## About this task
Could you write out the opening lines of the data, word for word, stopping after the line that contains "pub use templates::Templates;"?

Saved data entries:
....
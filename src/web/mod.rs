//! Web server module
//!
//! Provides the HTTP surface: the form page and the results page.

mod handlers;
mod routes;
mod state;
mod templates;

pub use routes::create_router;
pub use state::AppState;
pub use templates::Templates;
//! Application state shared across handlers

use crate::config::Settings;
use crate::dispatch::Dispatcher;
use std::sync::Arc;

/// Shared application state. Nothing in here mutates across requests.
#[derive(Clone)]
pub struct AppState {
    /// Global settings
    pub settings: Arc<Settings>,
    /// Lookup batch dispatcher
    pub dispatcher: Arc<Dispatcher>,
    /// Template renderer
    pub templates: Arc<super::Templates>,
}

impl AppState {
    /// Create new application state
    pub fn new(settings: Settings, dispatcher: Dispatcher) -> anyhow::Result<Self> {
        Ok(Self {
            settings: Arc::new(settings),
            dispatcher: Arc::new(dispatcher),
            templates: Arc::new(super::Templates::new()?),
        })
    }

    /// Get instance name
    pub fn instance_name(&self) -> &str {
        &self.settings.general.instance_name
    }
}
//! HTTP request handlers

use super::state::AppState;
use crate::results::{format_duration, LookupOutcome, LookupResult};
use axum::{
    extract::State,
    http::StatusCode,
    response::{Html, IntoResponse, Response},
    Form, Json,
};
use serde::{Deserialize, Serialize};
use tera::Context;

/// Form payload for a lookup batch
#[derive(Debug, Deserialize)]
pub struct FindForm {
    #[serde(default)]
    pub input_text: String,
}

/// One rendered row of the results table
#[derive(Debug, Serialize)]
pub struct ResultRow {
    pub query: String,
    pub title: Option<String>,
    pub url: Option<String>,
    pub duration: Option<String>,
}

impl From<LookupResult> for ResultRow {
    fn from(result: LookupResult) -> Self {
        let LookupResult { query, outcome } = result;
        match outcome {
            LookupOutcome::Found(song) => Self {
                query,
                title: Some(song.title),
                url: Some(song.url),
                duration: Some(format_duration(song.duration_secs)),
            },
            // Misses, timeouts and backend failures all read the same
            _ => Self {
                query,
                title: None,
                url: None,
                duration: None,
            },
        }
    }
}

/// Home page: empty form
pub async fn index(State(state): State<AppState>) -> Response {
    render_index(&state, "", Vec::new())
}

/// Form submission: dispatch the batch and render the results table
pub async fn find(State(state): State<AppState>, Form(form): Form<FindForm>) -> Response {
    let results = state.dispatcher.dispatch_text(&form.input_text).await;
    let rows = results.into_iter().map(ResultRow::from).collect();
    render_index(&state, &form.input_text, rows)
}

fn render_index(state: &AppState, input_text: &str, results: Vec<ResultRow>) -> Response {
    let mut ctx = Context::new();
    ctx.insert("instance_name", state.instance_name());
    ctx.insert("input_text", input_text);
    ctx.insert(
        "min_duration",
        &format_duration(state.settings.search.min_duration_secs),
    );
    ctx.insert("results", &results);

    match state.templates.render_with_context("index.html", &ctx) {
        Ok(html) => Html(html).into_response(),
        Err(e) => {
            tracing::error!("Template error: {}", e);
            (StatusCode::INTERNAL_SERVER_ERROR, "Template error").into_response()
        }
    }
}

/// Health check handler
pub async fn health() -> impl IntoResponse {
    Json(serde_json::json!({
        "status": "ok",
        "version": crate::VERSION
    }))
}

/// Favicon handler
pub async fn favicon() -> impl IntoResponse {
    StatusCode::NO_CONTENT
}
//! Songseek: a batch song link finder
//!
//! This is the main entry point for the application.

use anyhow::Result;
use songseek::{
    backend::YouTube,
    config::Settings,
    dispatch::Dispatcher,
    lookup::BackendLookup,
    network::HttpClient,
    web::{create_router, AppState},
};
use std::net::SocketAddr;
use std::path::PathBuf;
use std::sync::Arc;
use std::time::Duration;
use tracing::{info, Level};
use tracing_subscriber::FmtSubscriber;

#[tokio::main]
async fn main() -> Result<()> {
    // Initialize logging
    FmtSubscriber::builder()
        .with_max_level(Level::INFO)
        .with_target(false)
        .init();

    info!("Starting songseek v{}", songseek::VERSION);

    // Load configuration
    let settings = load_settings()?;
    info!(
        "Loaded configuration for instance: {}",
        settings.general.instance_name
    );

    // Initialize HTTP client
    let client = HttpClient::with_settings(&settings.outgoing)?;
    info!("HTTP client initialized");

    // Wire the lookup path: YouTube backend behind the lookup seam,
    // fanned out by the dispatcher
    let backend = Arc::new(YouTube::new());
    let lookup = BackendLookup::new(client, backend)
        .with_min_duration(settings.search.min_duration_secs)
        .with_max_candidates(settings.search.max_candidates);
    let dispatcher = Dispatcher::new(Arc::new(lookup))
        .with_max_concurrency(settings.search.max_concurrency)
        .with_task_timeout(Duration::from_secs(settings.search.lookup_timeout_secs));

    // Create application state
    let state = AppState::new(settings.clone(), dispatcher)?;
    info!("Application state initialized");

    // Create router
    let app = create_router(state);

    // Bind address
    let addr = SocketAddr::new(settings.server.bind_address.parse()?, settings.server.port);

    info!("Starting server on http://{}", addr);

    // Start server
    let listener = tokio::net::TcpListener::bind(addr).await?;
    axum::serve(listener, app).await?;

    Ok(())
}

/// Load settings from file or use defaults
fn load_settings() -> Result<Settings> {
    // Check environment variable first
    if let Ok(path) = std::env::var("SONGSEEK_SETTINGS_PATH") {
        let path = PathBuf::from(path);
        if path.exists() {
            info!("Loading settings from: {}", path.display());
            let mut settings = Settings::from_file(&path)?;
            settings.merge_env();
            return Ok(settings);
        }
    }

    // Check for a settings file in the usual locations
    let paths = [
        PathBuf::from("songseek.yml"),
        PathBuf::from("config/songseek.yml"),
        dirs::config_dir()
            .map(|p| p.join("songseek/songseek.yml"))
            .unwrap_or_default(),
    ];

    for path in paths.iter() {
        if path.exists() {
            info!("Loading settings from: {}", path.display());
            let mut settings = Settings::from_file(path)?;
            settings.merge_env();
            return Ok(settings);
        }
    }

    // Use defaults
    info!("No settings file found, using defaults");
    let mut settings = Settings::default();
    settings.merge_env();
    Ok(settings)
}
//! Lookup result types and duration rendering

use serde::Serialize;
use thiserror::Error;

/// A qualifying candidate found for one query
#[derive(Debug, Clone, PartialEq, Eq, Serialize)]
pub struct SongMatch {
    /// Title reported by the backend
    pub title: String,
    /// Canonical watch URL
    pub url: String,
    /// Duration in whole seconds
    pub duration_secs: u64,
}

impl SongMatch {
    /// Duration rendered for display
    pub fn formatted_duration(&self) -> String {
        format_duration(self.duration_secs)
    }
}

/// Why a lookup produced no usable result
///
/// The distinction is kept here but collapses at the rendering
/// boundary: a timed-out lookup and a clean miss draw the same row.
#[derive(Debug, Clone, PartialEq, Eq, Error)]
pub enum LookupError {
    /// The lookup exceeded the dispatcher's per-task deadline
    #[error("lookup timed out")]
    Timeout,
    /// The outbound request failed
    #[error("backend request failed: {0}")]
    Request(String),
    /// The backend answered with something we could not read
    #[error("backend response unreadable: {0}")]
    Parse(String),
}

/// Outcome of a single lookup
#[derive(Debug, Clone, PartialEq, Eq)]
pub enum LookupOutcome {
    /// First candidate that met the duration floor
    Found(SongMatch),
    /// Backend answered, nothing qualified
    NotFound,
    /// Lookup never produced an answer
    Failed(LookupError),
}

impl LookupOutcome {
    /// The match, if any. Failures read the same as a clean miss.
    pub fn song(&self) -> Option<&SongMatch> {
        match self {
            LookupOutcome::Found(song) => Some(song),
            _ => None,
        }
    }
}

/// One row of a dispatch result set, paired with the query it answers
#[derive(Debug, Clone)]
pub struct LookupResult {
    pub query: String,
    pub outcome: LookupOutcome,
}

/// Render seconds as `H:MM:SS` past the hour mark, `M:SS` below it.
/// The leftmost unit carries no leading zero.
pub fn format_duration(secs: u64) -> String {
    let (mins, s) = (secs / 60, secs % 60);
    let (h, m) = (mins / 60, mins % 60);
    if h > 0 {
        format!("{}:{:02}:{:02}", h, m, s)
    } else {
        format!("{}:{:02}", m, s)
    }
}

#[cfg(test)]
mod tests {
    use super::*;

    #[test]
    fn test_format_duration_under_a_minute() {
        assert_eq!(format_duration(45), "0:45");
        assert_eq!(format_duration(0), "0:00");
    }

    #[test]
    fn test_format_duration_minutes() {
        assert_eq!(format_duration(185), "3:05");
        assert_eq!(format_duration(600), "10:00");
    }

    #[test]
    fn test_format_duration_hours() {
        assert_eq!(format_duration(3661), "1:01:01");
        assert_eq!(format_duration(3600), "1:00:00");
    }

    #[test]
    fn test_failures_collapse_to_no_song() {
        let found = LookupOutcome::Found(SongMatch {
            title: "Song".to_string(),
            url: "https://www.youtube.com/watch?v=abc".to_string(),
            duration_secs: 200,
        });
        assert!(found.song().is_some());

        assert!(LookupOutcome::NotFound.song().is_none());
        assert!(LookupOutcome::Failed(LookupError::Timeout).song().is_none());
        assert!(LookupOutcome::Failed(LookupError::Request("boom".to_string()))
            .song()
            .is_none());
    }
}
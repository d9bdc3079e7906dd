//! Settings structures for songseek configuration

use anyhow::Result;
use serde::{Deserialize, Serialize};
use std::path::Path;

/// Main settings structure
#[derive(Debug, Clone, Serialize, Deserialize)]
#[serde(default)]
pub struct Settings {
    pub general: GeneralSettings,
    pub server: ServerSettings,
    pub search: SearchSettings,
    pub outgoing: OutgoingSettings,
}

impl Default for Settings {
    fn default() -> Self {
        Self {
            general: GeneralSettings::default(),
            server: ServerSettings::default(),
            search: SearchSettings::default(),
            outgoing: OutgoingSettings::default(),
        }
    }
}

impl Settings {
    /// Load settings from a YAML file
    pub fn from_file<P: AsRef<Path>>(path: P) -> Result<Self> {
        let content = std::fs::read_to_string(path)?;
        let settings: Settings = serde_yaml::from_str(&content)?;
        Ok(settings)
    }

    /// Merge with environment variables
    pub fn merge_env(&mut self) {
        // PORT is the one knob a deployment environment always sets
        if let Ok(val) = std::env::var("PORT") {
            if let Ok(port) = val.parse() {
                self.server.port = port;
            }
        }
        if let Ok(val) = std::env::var("SONGSEEK_PORT") {
            if let Ok(port) = val.parse() {
                self.server.port = port;
            }
        }
        if let Ok(val) = std::env::var("SONGSEEK_BIND_ADDRESS") {
            self.server.bind_address = val;
        }
        if let Ok(val) = std::env::var("SONGSEEK_DEBUG") {
            self.general.debug = val.parse().unwrap_or(false);
        }
    }
}

/// General settings
#[derive(Debug, Clone, Serialize, Deserialize)]
#[serde(default)]
pub struct GeneralSettings {
    /// Enable debug logging
    pub debug: bool,
    /// Instance name displayed in the UI
    pub instance_name: String,
}

impl Default for GeneralSettings {
    fn default() -> Self {
        Self {
            debug: false,
            instance_name: "Song Finder".to_string(),
        }
    }
}

/// Server settings
#[derive(Debug, Clone, Serialize, Deserialize)]
#[serde(default)]
pub struct ServerSettings {
    /// Server port
    pub port: u16,
    /// Bind address
    pub bind_address: String,
}

impl Default for ServerSettings {
    fn default() -> Self {
        Self {
            port: 5000,
            bind_address: "0.0.0.0".to_string(),
        }
    }
}

/// Lookup behavior settings
#[derive(Debug, Clone, Serialize, Deserialize)]
#[serde(default)]
pub struct SearchSettings {
    /// Duration floor for a qualifying candidate, in seconds
    pub min_duration_secs: u64,
    /// Candidates considered per query
    pub max_candidates: usize,
    /// Concurrent lookups per batch
    pub max_concurrency: usize,
    /// Per-lookup deadline in seconds
    pub lookup_timeout_secs: u64,
}

impl Default for SearchSettings {
    fn default() -> Self {
        Self {
            min_duration_secs: crate::DEFAULT_MIN_DURATION_SECS,
            max_candidates: crate::DEFAULT_MAX_CANDIDATES,
            max_concurrency: crate::DEFAULT_MAX_CONCURRENCY,
            lookup_timeout_secs: crate::DEFAULT_LOOKUP_TIMEOUT,
        }
    }
}

/// Outgoing request settings
#[derive(Debug, Clone, Serialize, Deserialize)]
#[serde(default)]
pub struct OutgoingSettings {
    /// Socket timeout for one backend request, in seconds
    pub request_timeout_secs: u64,
    /// Verify SSL certificates
    pub verify_ssl: bool,
}

impl Default for OutgoingSettings {
    fn default() -> Self {
        Self {
            request_timeout_secs: 10,
            verify_ssl: true,
        }
    }
}

#[cfg(test)]
mod tests {
    use super::*;

    #[test]
    fn test_default_settings() {
        let settings = Settings::default();
        assert_eq!(settings.server.port, 5000);
        assert_eq!(settings.search.min_duration_secs, 180);
        assert_eq!(settings.search.max_concurrency, 5);
        assert_eq!(settings.search.lookup_timeout_secs, 15);
        assert_eq!(settings.outgoing.request_timeout_secs, 10);
        assert!(!settings.general.debug);
    }

    #[test]
    fn test_merge_env_port() {
        std::env::set_var("PORT", "8080");
        let mut settings = Settings::default();
        settings.merge_env();
        std::env::remove_var("PORT");

        assert_eq!(settings.server.port, 8080);
    }

    #[test]
    fn test_partial_yaml_keeps_defaults() {
        let settings: Settings = serde_yaml::from_str("server:\n  port: 9000\n").unwrap();
        assert_eq!(settings.server.port, 9000);
        assert_eq!(settings.server.bind_address, "0.0.0.0");
        assert_eq!(settings.search.max_candidates, 5);
    }
}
....
## Problem solution
filename src/web/mod.rs
//! Web server module
//!
//! Provides the HTTP surface: the form page and the results page.

mod handlers;
mod routes;
mod state;
mod templates;

pub use routes::create_router;
pub use state::AppState;
pub use templates::Templates;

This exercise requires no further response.